Há uma mensagem desconcertante nesta parábola: o amor só pode ser derramado sobre quem se perde, sobre quem se suja, sobre quem errou. Como se nota noutras famosíssimas parábolas da misericórdia, a ovelha que recebe o abraço do pastor é somente a que se perdeu, e não as noventa e nove que ficaram no deserto (cf. Lc 15,4-7). A dona da casa fez festa com as amigas por causa da moeda perdida, e não pelas moedas guardadas no cofre (cf. Lc 15,8-10).

Só este filho gozará da festa do pai. Não o obediente. «Não vim chamar os justos, mas os pecadores. Não vim para os sãos, mas para os doentes» (Lc 5,32).

 

O pai chama um servo – a casa está cheia deles, quando só deveria haver filhos –, manda trazer – literalmente, no original – «a primeira veste», aquela que Adão vestiu no início da criação, por ser à imagem e semelhança de Deus. E, depois, uma vez mais o anel, as sandálias – sinal da liberdade reavida, dado que só os escravos andavam descalços – e um vitelo gordo.

Entretanto, o filho mais velho estava nos campos. Fora de metáfora: está empenhado no duro trabalho de observância das obrigações ditadas pela sua religião.

Se o homem religioso pensa salvar-se pelo cumprimento da Lei de Deus, dos seus mandamentos e preceitos, também se esforçará por se empenhar o mais possível por não se esquecer de nenhum. E há muito trabalho a fazer… Os preceitos fixados na tradição hebraica eram exatamente 613, dos quais 385 negativos: «Não faças, não façais...»; um para cada dia do ano. Uma vida. Os restantes 248 são positivos: «Deves, deveis fazer…», tantos quantos – assim se pensava, então – os ossos do homem. Em suma, se quiseres estar de pé, deves/deveis obedecer.

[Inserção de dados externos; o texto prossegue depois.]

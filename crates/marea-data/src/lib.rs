// Copyright 2026 Phillip Cloud
// Licensed under the Apache License, Version 2.0

use anyhow::{Context, Result, bail};
use marea_app::{Align, CellValue, ColumnSpec, Message, Role, Row, TableSpec};
use std::collections::BTreeSet;
use std::fs;
use std::path::Path;

/// Built-in orders fixture shown when no data files are configured.
pub fn demo_table() -> TableSpec {
    let columns = vec![
        ColumnSpec::new("id", "ID").sized(8),
        ColumnSpec::new("name", "Name"),
        ColumnSpec::new("quantity", "Quantity")
            .aligned(Align::Right)
            .sized(12),
        ColumnSpec::new("price", "Price").aligned(Align::Right).sized(12),
        ColumnSpec::new("status", "Status")
            .aligned(Align::Center)
            .sized(14),
    ];

    let rows = [
        (1001, "Atlantic Salmon", 12, 199.99, "Complete"),
        (1002, "Pacific Mackerel", 8, 89.50, "Pending"),
        (1003, "Yellowfin Tuna", 4, 349.00, "Failed"),
        (1004, "Swordfish Steaks", 22, 129.00, "Processing"),
        (1005, "Sea Scallops", 16, 249.00, "Paid"),
        (1006, "Halibut Fillet", 6, 279.00, "Pending"),
    ]
    .into_iter()
    .map(|(id, name, quantity, price, status)| {
        let mut row = Row::new();
        row.insert("id", CellValue::Integer(id));
        row.insert("name", CellValue::from(name));
        row.insert("quantity", CellValue::Integer(quantity));
        row.insert("price", CellValue::Float(price));
        row.insert("status", CellValue::from(status));
        row
    })
    .collect();

    TableSpec::new(columns, rows)
        .captioned("Orders")
        .labeled("Orders table")
}

/// Built-in conversation fixture: one exchange per role, plus a loading
/// result and an empty result.
pub fn demo_conversation() -> Vec<Message> {
    let result_rows = demo_table().rows.into_iter().take(3).collect::<Vec<_>>();

    vec![
        Message::text(Role::System, "Connected to the orders warehouse.")
            .timestamped("2026-08-25T14:05:12Z"),
        Message::text(Role::User, "Which orders came in this morning?")
            .timestamped("2026-08-25T14:06:41Z"),
        Message::text(Role::Assistant, "Three orders so far; full rows below.")
            .timestamped("2026-08-25T14:06:58Z"),
        Message::result(
            Some("SELECT id, name, quantity, price, status FROM orders WHERE created_at >= date('now')"),
            result_rows,
        )
        .timestamped("2026-08-25T14:07:02Z"),
        Message::text(Role::Error, "Upstream query timed out; showing cached rows.")
            .timestamped("2026-08-25T14:08:10Z"),
        Message {
            role: Role::Result,
            sql: Some("SELECT * FROM orders WHERE status = 'Refunded'".to_owned()),
            rows: Some(Vec::new()),
            timestamp: Some("2026-08-25T14:09:27Z".to_owned()),
            ..Message::default()
        },
        Message {
            role: Role::Result,
            is_loading: true,
            timestamp: Some("2026-08-25T14:10:00Z".to_owned()),
            ..Message::default()
        },
    ]
}

pub fn load_table(path: &Path) -> Result<TableSpec> {
    let raw = fs::read_to_string(path)
        .with_context(|| format!("read table file {}", path.display()))?;
    let table: TableSpec = serde_json::from_str(&raw)
        .with_context(|| format!("parse table JSON {}", path.display()))?;
    validate_table(&table).with_context(|| format!("validate table {}", path.display()))?;
    Ok(table)
}

pub fn load_conversation(path: &Path) -> Result<Vec<Message>> {
    let raw = fs::read_to_string(path)
        .with_context(|| format!("read conversation file {}", path.display()))?;
    let messages: Vec<Message> = serde_json::from_str(&raw)
        .with_context(|| format!("parse conversation JSON {}", path.display()))?;
    Ok(messages)
}

/// Column keys must be non-empty and unique within the table; rows may carry
/// extra keys (they are simply never displayed).
pub fn validate_table(table: &TableSpec) -> Result<()> {
    if table.columns.is_empty() {
        bail!("table has no columns");
    }

    let mut seen = BTreeSet::new();
    for column in &table.columns {
        if column.key.trim().is_empty() {
            bail!("column with header {:?} has an empty key", column.header);
        }
        if !seen.insert(column.key.as_str()) {
            bail!("duplicate column key {:?}", column.key);
        }
    }

    Ok(())
}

O triste observante aproxima-se de casa e ouve «a música e as danças»: «Meu pai enlouqueceu – deve ter pensado –, na minha casa não se fazem festas. A religião é trabalho duro, seriedade; é aguentar, melhorar-se; é suor e sangue.» Não há – nem é possível haver – lugar para a festa, para a alegria, para a dança como celebração e exaltação da vida.

Transformámos o Cristianismo numa religião tarjada de negro, onde muito é considerado obrigatório e o resto é proibido.

 

E, quando o bom homem vem a saber do que se trata, zanga-se. E recusa-se a entrar.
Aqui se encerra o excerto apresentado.